Stone likes to think of himself as a fixer -- "the next generation's Roy Cohn," in the words of one friend -- and identifies with the modern consultant-as-slick-salesman personified by Richard Gere in the recent film "Power." Though "I don't have a shower in my office where I'm hopping in with my secretary," he says with a small smile, "which I thought was a nice feature."

He names his heroes as Cohn, Nixon and the Duke of Windsor -- all outcasts in one form or another.

"I'm not a member of the club," he says, leaning back in his chair and folding his arms behind his head. "I like to take long shots. I like to take risks. In this business, there's always another campaign. You thrill at the ones you win, you learn from the ones you lose. If you're good -- and I think I am -- you win a lot more than you lose."

He has nicknames within the Republican party: "The Godfather," "The Prince of Darkness." The latter is a name Stone himself likes to repeat. It is, he has told more than one friend, good for his "aura."

Indeed, he devotes considerable energy to that aura. "He likes the good life," says Marvin Liebman, a Washington supporter of conservative causes. "Nice clothes, attractive women. He wants very badly to be a swell." Stone's enemies are more blunt. His personal effects, says Paul Weyrich, "rival those of Imelda Marcos."

Last summer, Stone turned up in M magazine in a section called "Men Who Look Great." He was recommended by a friend, designer Alan Flusser; in the picture, Stone is wearing a Flusser suit. Several years ago, the Stones' bedroom was photographed for The Washingtonian magazine, and their annual Calvin Coolidge birthday party has attracted press coverage as well.

*Roger Stone's aura includes a reputation as an eager source of information -- usually negative -- on politicians and their foibles. He brags about his access to the media, and says, "the key thing is maintaining your credibility. Don't try to retail something that isn't true." Columnists and reporters value him as a source, but also treat him cautiously. Says one national magazine reporter, "I discount about 50 percent of what he says."

Stone says he acts as a liaison between the Washington press corps and former president Nixon, arranging off-the-record soirees that have come to be known as the "Saddle River Dinners." Last month, Newsweek called Stone one of Nixon's "most trusted middlemen in Washington." Despite the 40-year age difference, the two have a lot in common.
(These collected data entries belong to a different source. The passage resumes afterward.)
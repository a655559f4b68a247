pub mod catalog;
pub mod config;
pub mod extract;
pub mod model;
pub mod parser;
pub mod persist;
pub mod retriever;
pub mod scrapper;
pub mod site;
pub mod testing;

pub use catalog::{CatalogError, InMemoryCatalog, Reservation, TrackCatalog};
pub use config::{
    load_config, load_config_from_env, load_config_from_str, load_config_or_default,
    validate_config, Config, ConfigError, CrawlConfig,
};
pub use model::{DiscographyItem, TrAlbum, Track};
pub use parser::{HtmlParser, ParseError, Parser};
pub use persist::{LocalPersister, Persister, SaveError};
pub use retriever::{FetchError, HttpRetriever, Retriever};
pub use scrapper::{
    scrapper_for, AlbumScrapper, CrawlContext, DiscographyScrapper, ScrapeError, Scrapper,
    ScrapperFactory, TrackOutcome, TrackScrapper,
};
pub use site::{ArtistPage, SiteUrl, UrlError, UrlKind};
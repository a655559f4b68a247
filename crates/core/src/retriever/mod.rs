//! Page and asset retrieval.

mod http;

pub use http::HttpRetriever;

use async_trait::async_trait;
use thiserror::Error;

#[derive(Debug, Error)]
pub enum FetchError {
    #[error("Failed to create HTTP client: {0}")]
    Client(String),

    #[error("Request to {url} failed: {reason}")]
    Request { url: String, reason: String },

    #[error("Failed to read body of {url}: {reason}")]
    Body { url: String, reason: String },
}

/// Fetches the raw bytes behind a URL with a single GET.
///
/// A non-success HTTP status is not an error at this layer.
#[async_trait]
pub trait Retriever: Send + Sync {
    async fn retrieve(&self, url: &str) -> Result<Vec<u8>, FetchError>;
}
Says former Nixon adviser Frank Gannon: "Nixon talks to Stone about politics the way he talks to David Eisenhower about baseball . . . Nixon is voracious for political information."

Says a former White House aide who knows both men: "They're both insecure."

Says Stone of Nixon: "The man will not be defeated. He will come back and come back and come back. You can defeat him. You can bury him. You can even disgrace him, but he will not be defeated. He has consistently had the resiliency and the discipline and the intelligence to keep coming back."

That is something to aspire to. "I'm a survivor," Stone says. 'My Elbows Are a Little Sharp'

With all this emphasis on aura, it isn't easy to assess Roger Stone's true value to his political and corporate clients.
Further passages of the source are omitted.